The crossroads of knowledge and financialization


Tezin Türü: Doktora

Tezin Yürütüldüğü Kurum: Orta Doğu Teknik Üniversitesi, İktisadi ve İdari Bilimler Fakültesi, İktisat Bölümü, Türkiye

Tezin Onay Tarihi: 2013

Öğrenci: ERDOĞDU SATIK

Danışman: ERKAN ERDİL

Özet:

This thesis questions the connection between knowledge and finance and advances an account that links both in a two-folded way. The first level departs from what separates the two opposite views or alternative explanations about the value of knowledge. The source and essence of the extra profits in information goods or commodities, such as digital media contents and software, featuring increasing returns to scale owing to their peculiar cost structure manifested by a high fixed cost and very low constant marginal cost, is what separates the two views about the value of knowledge. In light of the near-decomposability/modularity hypothesis, the extra profits in information commodities should arise from 'information hiding,' which is intrinsic to nearly-decomposable systems or modular architecture because they are built on an ignorance on the parts in regard to the other parts and the whole of system. Such (hidden) design information that gives rise to parts or modules creates, at the same time, the future paths of action or (real) options, according to real-options perspective. When the two perspectives are combined, knowledge production, as distinct from subsequent knowledge commodity production, basically becomes an option creation process. Then, it becomes possible to argue that the concurrence of knowledge and finance is not a coincidence at all because the logics of accumulation is no different but almost identical, which is the second level of the two-folded account attempted in this study. The main contribution of this thesis is to build an account that links financialization to knowledge via the notion of modularity.
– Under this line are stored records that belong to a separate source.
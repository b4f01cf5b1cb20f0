//! Ensayar: a browser test-automation core built around page objects,
//! composable scenarios, and session-scoped network interception.
//!
//! Tests never touch selectors or raw requests. They talk to
//! [`pages`](crate::pages) for behavior, [`scenario`](crate::scenario)
//! for starting state, and [`intercept`](crate::intercept) for network
//! control; every test runs against a fresh [`session::Session`] whose
//! state, rules, and captured traffic die with it.
//!
//! ```no_run
//! use ensayar::environment::{self, Profile};
//! use ensayar::pages::{LoginPage, Page};
//! use ensayar::session::Session;
//!
//! # async fn run() -> ensayar::EnsayarResult<()> {
//! let session = Session::sim(environment::resolve_from_env());
//! let login = LoginPage::new(session);
//! login.open().await?;
//! let inventory = login.login_as(Profile::Standard).await?;
//! assert_eq!(inventory.product_names().await?.len(), 6);
//! # Ok(())
//! # }
//! ```

pub mod catalog;
pub mod driver;
pub mod environment;
pub mod intercept;
pub mod locator;
pub mod pages;
pub mod result;
pub mod scenario;
pub mod session;

pub use result::{EnsayarError, EnsayarResult};

/// The items most tests want in scope
pub mod prelude {
    pub use crate::catalog::{self, CheckoutInfo, Product};
    pub use crate::driver::{AutomationDriver, SimDriver};
    pub use crate::environment::{self, Profile, Target};
    pub use crate::intercept::{
        AbortReason, HttpMethod, InterceptionEngine, MockResponse, Outcome, RequestView, Rule,
        UrlPattern,
    };
    pub use crate::locator::{Locator, Selector};
    pub use crate::pages::{
        CartPage, CheckoutCompletePage, CheckoutInfoPage, CheckoutOverviewPage, InventoryPage,
        LoginPage, Page, SortOption,
    };
    pub use crate::result::{EnsayarError, EnsayarResult};
    pub use crate::scenario::{
        presets, ScenarioFixture, ScenarioHandle, ScenarioPages, ScenarioRegistry,
    };
    pub use crate::session::{Session, SessionState};
}
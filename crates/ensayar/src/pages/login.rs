//! Login page.

use super::{InventoryPage, Page};
use crate::environment::Profile;
use crate::locator::Locator;
use crate::result::{EnsayarError, EnsayarResult};
use crate::session::{Session, SessionState};
use async_trait::async_trait;
use std::sync::Arc;

/// The store's login form
#[derive(Debug)]
pub struct LoginPage {
    session: Arc<Session>,
    username_input: Locator,
    password_input: Locator,
    login_button: Locator,
    error_banner: Locator,
    error_close_button: Locator,
}

impl LoginPage {
    /// Build the page. Available in any session state.
    #[must_use]
    pub fn new(session: Arc<Session>) -> Self {
        Self {
            session,
            username_input: Locator::test_id("user-name").named("username input"),
            password_input: Locator::test_id("password").named("password input"),
            login_button: Locator::test_id("login-button").named("login button"),
            error_banner: Locator::test_id("error").named("error banner"),
            error_close_button: Locator::test_id("error-button").named("error close button"),
        }
    }

    /// Dismiss the error banner
    pub async fn close_error(&self) -> EnsayarResult<()> {
        self.session.driver().click(&self.error_close_button).await
    }

    /// Submit the login form with raw credentials
    pub async fn login(&self, username: &str, password: &str) -> EnsayarResult<()> {
        let driver = self.session.driver();
        driver.fill(&self.username_input, username).await?;
        driver.fill(&self.password_input, password).await?;
        driver.click(&self.login_button).await
    }

    /// The error banner's text, if one is displayed
    pub async fn error_message(&self) -> EnsayarResult<Option<String>> {
        let driver = self.session.driver();
        if driver.is_visible(&self.error_banner).await? {
            Ok(Some(driver.text(&self.error_banner).await?))
        } else {
            Ok(None)
        }
    }

    /// Log in as a known profile and land on the inventory page.
    ///
    /// A rejected login (locked-out profile, banner shown) is an error
    /// carrying the banner text; use [`Self::login`] plus
    /// [`Self::error_message`] to assert on rejection paths instead.
    pub async fn login_as(&self, profile: Profile) -> EnsayarResult<InventoryPage> {
        let credentials = profile.credentials();
        tracing::info!(username = credentials.username, "logging in");
        self.login(credentials.username, credentials.password)
            .await?;

        // Still on the login page means the attempt was rejected
        if self.is_current().await {
            let banner = self
                .error_message()
                .await?
                .unwrap_or_else(|| "no error banner shown".to_string());
            return Err(EnsayarError::AssertionFailed {
                message: format!("login as '{}' rejected: {banner}", credentials.username),
            });
        }

        self.session.set_state(SessionState::Authenticated);
        InventoryPage::new(Arc::clone(&self.session))
    }
}

#[async_trait]
impl Page for LoginPage {
    fn name(&self) -> &'static str {
        "login"
    }

    fn path(&self) -> &'static str {
        "/"
    }

    fn session(&self) -> &Arc<Session> {
        &self.session
    }
}

#[cfg(test)]
mod tests {
    use super::*;
    use crate::environment;

    fn fresh_page() -> LoginPage {
        LoginPage::new(Session::sim(environment::resolve(None)))
    }

    #[tokio::test]
    async fn successful_login_yields_the_inventory_page() {
        let page = fresh_page();
        page.open().await.unwrap();
        let inventory = page.login_as(Profile::Standard).await.unwrap();
        assert!(inventory.is_current().await);
        assert_eq!(page.session().state(), SessionState::Authenticated);
    }

    #[tokio::test]
    async fn locked_out_profile_is_rejected_with_the_banner_text() {
        let page = fresh_page();
        page.open().await.unwrap();
        let err = page.login_as(Profile::LockedOut).await.unwrap_err();
        assert!(err.to_string().contains("locked out"));
        assert_eq!(page.session().state(), SessionState::Anonymous);
    }

    #[tokio::test]
    async fn rejection_path_exposes_the_banner() {
        let page = fresh_page();
        page.open().await.unwrap();
        page.login("standard_user", "not-the-password").await.unwrap();
        let banner = page.error_message().await.unwrap();
        assert!(banner.unwrap().contains("do not match any user"));
    }

    #[tokio::test]
    async fn closed_error_banner_disappears() {
        let page = fresh_page();
        page.open().await.unwrap();
        page.login("standard_user", "not-the-password").await.unwrap();
        assert!(page.error_message().await.unwrap().is_some());

        page.close_error().await.unwrap();
        assert_eq!(page.error_message().await.unwrap(), None);
    }

    #[tokio::test]
    async fn no_banner_before_any_attempt() {
        let page = fresh_page();
        page.open().await.unwrap();
        assert_eq!(page.error_message().await.unwrap(), None);
    }
}
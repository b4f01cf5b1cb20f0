//! Product listing page.

use super::{parse_money, CartPage, Page};
use crate::locator::Locator;
use crate::result::EnsayarResult;
use crate::session::{Session, SessionState};
use async_trait::async_trait;
use std::sync::Arc;

/// Options of the product sort dropdown
#[derive(Debug, Clone, Copy, PartialEq, Eq)]
pub enum SortOption {
    /// Name A to Z
    NameAscending,
    /// Name Z to A
    NameDescending,
    /// Price low to high
    PriceAscending,
    /// Price high to low
    PriceDescending,
}

impl SortOption {
    /// The dropdown option value for this sort
    #[must_use]
    pub const fn value(self) -> &'static str {
        match self {
            Self::NameAscending => "az",
            Self::NameDescending => "za",
            Self::PriceAscending => "lohi",
            Self::PriceDescending => "hilo",
        }
    }
}

/// The product grid shown after login
#[derive(Debug)]
pub struct InventoryPage {
    session: Arc<Session>,
    item_names: Locator,
    item_prices: Locator,
    sort_select: Locator,
    cart_badge: Locator,
    cart_link: Locator,
    load_error: Locator,
}

impl InventoryPage {
    /// Build the page; the session must be authenticated
    pub fn new(session: Arc<Session>) -> EnsayarResult<Self> {
        session.require(SessionState::Authenticated)?;
        Ok(Self {
            session,
            item_names: Locator::css(".inventory_item_name").named("product names"),
            item_prices: Locator::css(".inventory_item_price").named("product prices"),
            sort_select: Locator::test_id("product-sort-container").named("sort dropdown"),
            cart_badge: Locator::css(".shopping_cart_badge").named("cart badge"),
            cart_link: Locator::css(".shopping_cart_link").named("cart link"),
            load_error: Locator::test_id("error").named("load error banner"),
        })
    }

    /// Product names in display order
    pub async fn product_names(&self) -> EnsayarResult<Vec<String>> {
        self.session.driver().texts(&self.item_names).await
    }

    /// Name of the first product in display order
    pub async fn first_product_name(&self) -> EnsayarResult<String> {
        self.session.driver().text(&self.item_names).await
    }

    /// Number of products in the grid
    pub async fn product_count(&self) -> EnsayarResult<usize> {
        self.session.driver().count(&self.item_names).await
    }

    /// Product prices in display order
    pub async fn product_prices(&self) -> EnsayarResult<Vec<f64>> {
        let labels = self.session.driver().texts(&self.item_prices).await?;
        labels.iter().map(|label| parse_money(label)).collect()
    }

    /// Re-sort the product grid
    pub async fn sort_by(&self, option: SortOption) -> EnsayarResult<()> {
        self.session
            .driver()
            .select_option(&self.sort_select, option.value())
            .await
    }

    /// Put a product in the cart by its id, e.g. `"sauce-labs-bike-light"`
    pub async fn add_to_cart(&self, product_id: &str) -> EnsayarResult<()> {
        let button = Locator::test_id(format!("add-to-cart-{product_id}"))
            .named(format!("add '{product_id}' button"));
        self.session.driver().click(&button).await?;
        let count = self.cart_count().await?;
        self.session.set_state(SessionState::CartPopulated(count));
        Ok(())
    }

    /// Take a product back out of the cart
    pub async fn remove_from_cart(&self, product_id: &str) -> EnsayarResult<()> {
        let button = Locator::test_id(format!("remove-{product_id}"))
            .named(format!("remove '{product_id}' button"));
        self.session.driver().click(&button).await?;
        let count = self.cart_count().await?;
        if count == 0 {
            self.session.set_state(SessionState::Authenticated);
        } else {
            self.session.set_state(SessionState::CartPopulated(count));
        }
        Ok(())
    }

    /// Number shown on the cart badge; zero when the badge is hidden
    pub async fn cart_count(&self) -> EnsayarResult<usize> {
        let driver = self.session.driver();
        if !driver.is_visible(&self.cart_badge).await? {
            return Ok(0);
        }
        let text = driver.text(&self.cart_badge).await?;
        Ok(text.parse().unwrap_or(0))
    }

    /// The load error banner's text, if the product fetch failed
    pub async fn load_error(&self) -> EnsayarResult<Option<String>> {
        let driver = self.session.driver();
        if driver.is_visible(&self.load_error).await? {
            Ok(Some(driver.text(&self.load_error).await?))
        } else {
            Ok(None)
        }
    }

    /// Open the cart page
    pub async fn open_cart(&self) -> EnsayarResult<CartPage> {
        self.session.driver().click(&self.cart_link).await?;
        CartPage::new(Arc::clone(&self.session))
    }
}

#[async_trait]
impl Page for InventoryPage {
    fn name(&self) -> &'static str {
        "inventory"
    }

    fn path(&self) -> &'static str {
        "/inventory.html"
    }

    fn session(&self) -> &Arc<Session> {
        &self.session
    }
}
Such an account sees financialization as a reflection and consequence of a value-driven permanent innovation economy developed under the 'IT paradigm' in order to exploit a surplus peculiar and intrinsic to the modular structure that makes 'information hiding' an integral part of such architectures since they are by definition built on an ignorance on the parts in regard to the other parts and the whole of system.